At a multi‑hour workshop, staff presented a 10‑year housing planning frame and participants discussed how to translate that into shelters, permanent supportive housing and increased housing supply. Staff laid out a $110,000,000 planning figure for housing over a 10‑year window; participants used that figure to explore tensions, trade‑offs and opportunities.
The discussion centered on two practical choices: whether to concentrate resources in one comprehensive low‑ or no‑barrier shelter that bundles services, or to distribute smaller shelters and supports across multiple sites. Several participants argued for a single comprehensive site with co‑located services. One participant urged a quick decision on a site, saying the priority was “let’s just do it already.” Another described an approach to “build more permanent supportive housing” rather than rationing modest investments over many years.
Participants repeatedly raised neighborhood opposition and cost as constraints. As one participant put it, the trade‑off is “location … and also whether or not we’re managing it or cobbling together outside resources.” Speakers also discussed the city’s role in managing or partnering with outside providers; several comments favored city leadership or oversight of a shelter while using partner agencies for services.
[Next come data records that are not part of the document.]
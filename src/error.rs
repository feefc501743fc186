//! Crate-level error taxonomy.
//!
//! Each compilation stage fails with one kind from [`QueryError`]; the
//! orchestrator wraps the first failure in a [`PipelineError`] tagged with the
//! stage that raised it.

use std::fmt;

use thiserror::Error;

use crate::query::errors::{
    BackendCapabilityError, FieldResolutionError, OperatorIncompatibleError, PlanningError,
    TypeCoercionError, ValidationError, ValidationErrors,
};
use crate::query::pipeline::QueryState;

/// Pipeline stage names used to tag failures.
#[derive(Clone, Copy, Debug, PartialEq, Eq, PartialOrd, Ord, Hash)]
pub enum Stage {
    /// Field path resolution.
    Resolve,
    /// Literal coercion.
    Coerce,
    /// Predicate normalization and operator legality.
    Normalize,
    /// Whole-query validation.
    Validate,
    /// Canonical query construction.
    Build,
    /// Logical plan lowering.
    LogicalPlan,
    /// Physical plan lowering.
    PhysicalPlan,
    /// Explain serialization.
    Explain,
}

impl Stage {
    /// Stable lowercase name.
    pub fn as_str(self) -> &'static str {
        match self {
            Stage::Resolve => "resolve",
            Stage::Coerce => "coerce",
            Stage::Normalize => "normalize",
            Stage::Validate => "validate",
            Stage::Build => "build",
            Stage::LogicalPlan => "logical_plan",
            Stage::PhysicalPlan => "physical_plan",
            Stage::Explain => "explain",
        }
    }
}

impl fmt::Display for Stage {
    fn fmt(&self, f: &mut fmt::Formatter<'_>) -> fmt::Result {
        f.write_str(self.as_str())
    }
}

/// Every way compiling a query can fail.
#[derive(Debug, Error, Clone, PartialEq, Eq)]
pub enum QueryError {
    /// Unknown or ambiguous field path.
    #[error(transparent)]
    FieldResolution(#[from] FieldResolutionError),
    /// Literal could not be converted to the field type.
    #[error(transparent)]
    TypeCoercion(#[from] TypeCoercionError),
    /// Operator used on an unsupported field type.
    #[error(transparent)]
    OperatorIncompatible(#[from] OperatorIncompatibleError),
    /// One or more whole-query rule violations.
    #[error(transparent)]
    Validation(#[from] ValidationErrors),
    /// Plan lowering failed.
    #[error(transparent)]
    Planning(#[from] PlanningError),
    /// Backend capability descriptor could not answer.
    #[error(transparent)]
    BackendCapability(#[from] BackendCapabilityError),
    /// Compilation ran past its deadline.
    #[error("deadline of {budget_ms} ms exceeded before the {stage} stage")]
    DeadlineExceeded {
        /// Stage that was about to start.
        stage: Stage,
        /// Configured budget.
        budget_ms: u64,
    },
}

impl From<ValidationError> for QueryError {
    fn from(value: ValidationError) -> Self {
        QueryError::Validation(ValidationErrors::single(value))
    }
}

impl QueryError {
    /// Machine-readable code; validation failures report their first code.
    pub fn code(&self) -> &'static str {
        match self {
            QueryError::FieldResolution(err) => err.code(),
            QueryError::TypeCoercion(err) => err.code(),
            QueryError::OperatorIncompatible(err) => err.code(),
            QueryError::Validation(errs) => errs
                .0
                .first()
                .map(|err| err.code.as_str())
                .unwrap_or("VALIDATION_FAILED"),
            QueryError::Planning(err) => err.code(),
            QueryError::BackendCapability(err) => err.code(),
            QueryError::DeadlineExceeded { .. } => "DEADLINE_EXCEEDED",
        }
    }

    /// Stage this kind of failure originates from.
    pub fn stage(&self) -> Stage {
        match self {
            QueryError::FieldResolution(_) => Stage::Resolve,
            QueryError::TypeCoercion(_) => Stage::Coerce,
            QueryError::OperatorIncompatible(_) => Stage::Normalize,
            QueryError::Validation(_) => Stage::Validate,
            QueryError::Planning(_) | QueryError::BackendCapability(_) => Stage::PhysicalPlan,
            QueryError::DeadlineExceeded { stage, .. } => *stage,
        }
    }
}

/// First failure of a compilation, tagged with its stage.
#[derive(Debug, Error, Clone, PartialEq, Eq)]
#[error("{stage} stage rejected query: [{}] {error}", .error.code())]
pub struct PipelineError {
    /// Stage that failed.
    pub stage: Stage,
    /// Underlying failure.
    #[source]
    pub error: QueryError,
    /// Lifecycle states up to and including `REJECTED`; empty when the
    /// failure did not come from a compilation.
    pub states: Vec<QueryState>,
}

impl PipelineError {
    /// Machine-readable code of the underlying failure.
    pub fn code(&self) -> &'static str {
        self.error.code()
    }
}

impl From<QueryError> for PipelineError {
    fn from(error: QueryError) -> Self {
        Self {
            stage: error.stage(),
            error,
            states: Vec::new(),
        }
    }
}

/// Result alias for stage functions.
pub type Result<T, E = QueryError> = std::result::Result<T, E>;
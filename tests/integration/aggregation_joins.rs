//! Aggregation and join compilation: validation rules, operator placement and
//! join strategy selection.

#![allow(missing_docs)]

mod support;

use std::sync::Arc;

use querycraft::query::ast::{AggregateFunction, Direction, JoinType, Query};
use querycraft::query::capabilities::{BackendProfile, EntityStats, InMemoryCapabilities};
use querycraft::query::errors::ValidationCode;
use querycraft::query::logical::{FilterStage, LogicalOp};
use querycraft::query::physical::{AccessMethod, PhysicalOp};
use querycraft::query::schema::FieldSource;
use querycraft::query::QueryBuilder;
use querycraft::{CompiledQuery, CompilerConfig, QueryCompiler, QueryError};

use support::{compiler, pipeline_err, DOCS, SCAN_ONLY};

fn shape(compiled: &CompiledQuery) -> Vec<&'static str> {
    compiled.physical.nodes().iter().map(|n| n.op.name()).collect()
}

fn validation_codes(err: &querycraft::PipelineError) -> Vec<ValidationCode> {
    match &err.error {
        QueryError::Validation(errors) => errors.iter().map(|e| e.code).collect(),
        other => panic!("unexpected error: {other:?}"),
    }
}

#[test]
fn grouped_aggregate_with_having_and_sort() {
    let compiled = QueryBuilder::new("users")
        .group_by(["status"])
        .count("n")
        .aggregate(AggregateFunction::Avg, "score", "avg_score")
        .having(|p| {
            p.gt("n", 10_i64);
        })
        .order_by("n", Direction::Desc)
        .compile(&compiler(), DOCS)
        .expect("compiles");

    let logical: Vec<&str> = compiled.logical.nodes().iter().map(|n| n.op.name()).collect();
    assert_eq!(logical, vec!["Sort", "Filter", "Aggregate", "Scan"]);
    assert!(matches!(
        compiled.logical.nodes()[1].op,
        LogicalOp::Filter {
            stage: FilterStage::Having,
            ..
        }
    ));

    assert_eq!(shape(&compiled), vec!["Sort", "Filter", "Aggregate", "FullScan"]);
    let aggregate = &compiled.physical.root.inputs[0].inputs[0];
    assert_eq!(aggregate.strategy.access, AccessMethod::Backend);
    assert!((aggregate.strategy.estimated_rows - 1_000.0).abs() < 1e-6);
    match &compiled.physical.root.op {
        PhysicalOp::Sort { keys } => {
            assert_eq!(keys[0].field.source, FieldSource::Aggregate);
            assert_eq!(compiled.physical.root.strategy.access, AccessMethod::InMemory);
        }
        other => panic!("unexpected root: {other:?}"),
    }
    assert!(compiled.warnings.is_empty());
}

#[test]
fn unsupported_aggregate_runs_in_memory() {
    let compiled = QueryBuilder::new("users")
        .percentile("age", 95.0, "p95")
        .compile(&compiler(), SCAN_ONLY)
        .expect("compiles");
    assert_eq!(shape(&compiled), vec!["Aggregate", "FullScan"]);
    assert_eq!(compiled.physical.root.strategy.access, AccessMethod::InMemory);
    assert!((compiled.physical.root.strategy.estimated_rows - 1.0).abs() < 1e-9);
    assert_eq!(compiled.explain.detail("aggregates"), Some("PERCENTILE(age, 95) AS p95"));
}

#[test]
fn having_must_reference_the_aggregate_output() {
    let err = QueryBuilder::new("users")
        .group_by(["status"])
        .count("n")
        .having(|p| {
            p.gt("age", 10_i64);
        })
        .compile(&compiler(), DOCS)
        .expect_err("age is neither grouped nor an alias");
    let err = pipeline_err(err);
    assert_eq!(err.code(), "FIELD_NOT_IN_AGGREGATE_OUTPUT");
}

#[test]
fn aggregate_rules_are_reported_together() {
    let err = QueryBuilder::new("users")
        .group_by(["status"])
        .percentile("age", 150.0, "p")
        .aggregate(AggregateFunction::Sum, "score", "p")
        .compile(&compiler(), DOCS)
        .expect_err("invalid rank and duplicate alias");
    let err = pipeline_err(err);
    let codes = validation_codes(&err);
    assert!(codes.contains(&ValidationCode::AggPercentileInvalid));
    assert!(codes.contains(&ValidationCode::AggAliasDuplicate));
}

#[test]
fn joins_run_in_the_backend_when_both_sides_do() {
    let compiled = QueryBuilder::new("orders")
        .join("users", "u", "user_id", "id")
        .compile(&compiler(), DOCS)
        .expect("compiles");
    assert_eq!(shape(&compiled), vec!["Limit", "BackendJoin", "FullScan", "FullScan"]);
    match &compiled.physical.root.inputs[0].op {
        PhysicalOp::BackendJoin(keys) => {
            assert_eq!(keys.alias, "u");
            assert_eq!(keys.left_key.path, "user_id");
            assert_eq!(keys.right_key.path, "id");
            assert_eq!(keys.join_type, JoinType::Inner);
        }
        other => panic!("unexpected join: {other:?}"),
    }
    assert_eq!(compiled.explain.children[0].detail("on"), Some("user_id = u.id"));
}

#[test]
fn alias_filters_push_into_the_joined_scan() {
    let compiled = QueryBuilder::new("orders")
        .join("users", "u", "user_id", "id")
        .filter(|p| {
            p.eq("u.status", "active").gt("total", 100.0);
        })
        .compile(&compiler(), DOCS)
        .expect("compiles");
    // The left side filters in memory, so the join falls back to a hash join.
    assert_eq!(
        shape(&compiled),
        vec!["Limit", "HashJoin", "Filter", "FullScan", "IndexScan"]
    );
    let right = &compiled.physical.root.inputs[0].inputs[1];
    match &right.op {
        PhysicalOp::IndexScan { alias, index, .. } => {
            assert_eq!(alias.as_deref(), Some("u"));
            assert_eq!(index, "idx_users_status");
        }
        other => panic!("unexpected right input: {other:?}"),
    }
}

#[test]
fn left_join_filters_stay_above_the_join() {
    let compiled = QueryBuilder::new("orders")
        .left_join("users", "u", "user_id", "id")
        .filter(|p| {
            p.eq("u.status", "active");
        })
        .compile(&compiler(), DOCS)
        .expect("compiles");
    assert_eq!(
        shape(&compiled),
        vec!["Limit", "Filter", "BackendJoin", "FullScan", "FullScan"]
    );
}

#[test]
fn small_right_input_uses_a_nested_loop() {
    let caps = InMemoryCapabilities::new().with_backend(
        "tiny",
        BackendProfile::new().with_stats("users", EntityStats::with_rows(12)),
    );
    let compiler = QueryCompiler::new(
        CompilerConfig::default(),
        Arc::new(support::schema()),
        Arc::new(caps),
    );
    let compiled = QueryBuilder::new("orders")
        .join("users", "u", "user_id", "id")
        .compile(&compiler, "tiny")
        .expect("compiles");
    assert_eq!(shape(&compiled)[1], "NestedLoopJoin");

    let large = QueryBuilder::new("users")
        .join("orders", "o", "id", "user_id")
        .compile(&support::compiler(), SCAN_ONLY)
        .expect("compiles");
    assert_eq!(shape(&large)[1], "HashJoin");
}

#[test]
fn join_validation_rules() {
    let mismatch = QueryBuilder::new("orders")
        .join("users", "u", "status", "id")
        .compile(&compiler(), DOCS)
        .expect_err("string joined to integer");
    let mismatch = pipeline_err(mismatch);
    assert_eq!(
        validation_codes(&mismatch),
        vec![ValidationCode::JoinKeyTypeMismatch]
    );

    let mut query = Query::new("users");
    query.joins = vec![
        querycraft::query::ast::JoinSpec::inner("orders", "o", "id", "user_id"),
        querycraft::query::ast::JoinSpec::inner("orders", "o", "id", "user_id"),
    ];
    let duplicate = compiler().compile(&query, DOCS).expect_err("alias reused");
    assert!(validation_codes(&duplicate).contains(&ValidationCode::JoinAliasDuplicate));

    let shadow = QueryBuilder::new("users")
        .join("orders", "address", "id", "user_id")
        .compile(&compiler(), DOCS)
        .expect_err("alias shadows a field");
    let shadow = pipeline_err(shadow);
    assert!(validation_codes(&shadow).contains(&ValidationCode::JoinAliasShadowsField));
}

#[test]
fn grouping_by_a_joined_field() {
    let compiled = QueryBuilder::new("orders")
        .join("users", "u", "user_id", "id")
        .group_by(["u.status"])
        .aggregate(AggregateFunction::Sum, "total", "revenue")
        .order_by("revenue", Direction::Desc)
        .compile(&compiler(), DOCS)
        .expect("compiles");
    match &compiled.canonical.aggregation {
        Some(aggregation) => {
            assert_eq!(aggregation.group_by[0].display_name(), "u.status");
            assert_eq!(aggregation.aggregates[0].alias, "revenue");
        }
        None => panic!("aggregation missing"),
    }
    assert_eq!(shape(&compiled), vec!["Sort", "Aggregate", "BackendJoin", "FullScan", "FullScan"]);
}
Beyond shelters, the group discussed production and preservation of the broader housing stock. Ideas that emerged included streamlining the city’s development review and permitting processes to lower project costs and speed delivery, pursuing targeted preservation investments to keep at‑risk units affordable, and expanding support for community land trusts and nonprofit builders. One participant noted that directing the existing annual allocation toward preserving 360 at‑risk units could yield a lower per‑unit cost than new construction.
Workshop leaders emphasized the exercise was for “direction setting” and not for making final policy decisions. As the facilitator put it, “We’re not deciding anything today.” The staff team will use the direction and themes from the retreat to develop concrete budget and program proposals for later consideration.
What happens next: staff will take the priorities and themes from the workshop into the budget development process and return specific proposals for formal decisions in the budget cycle.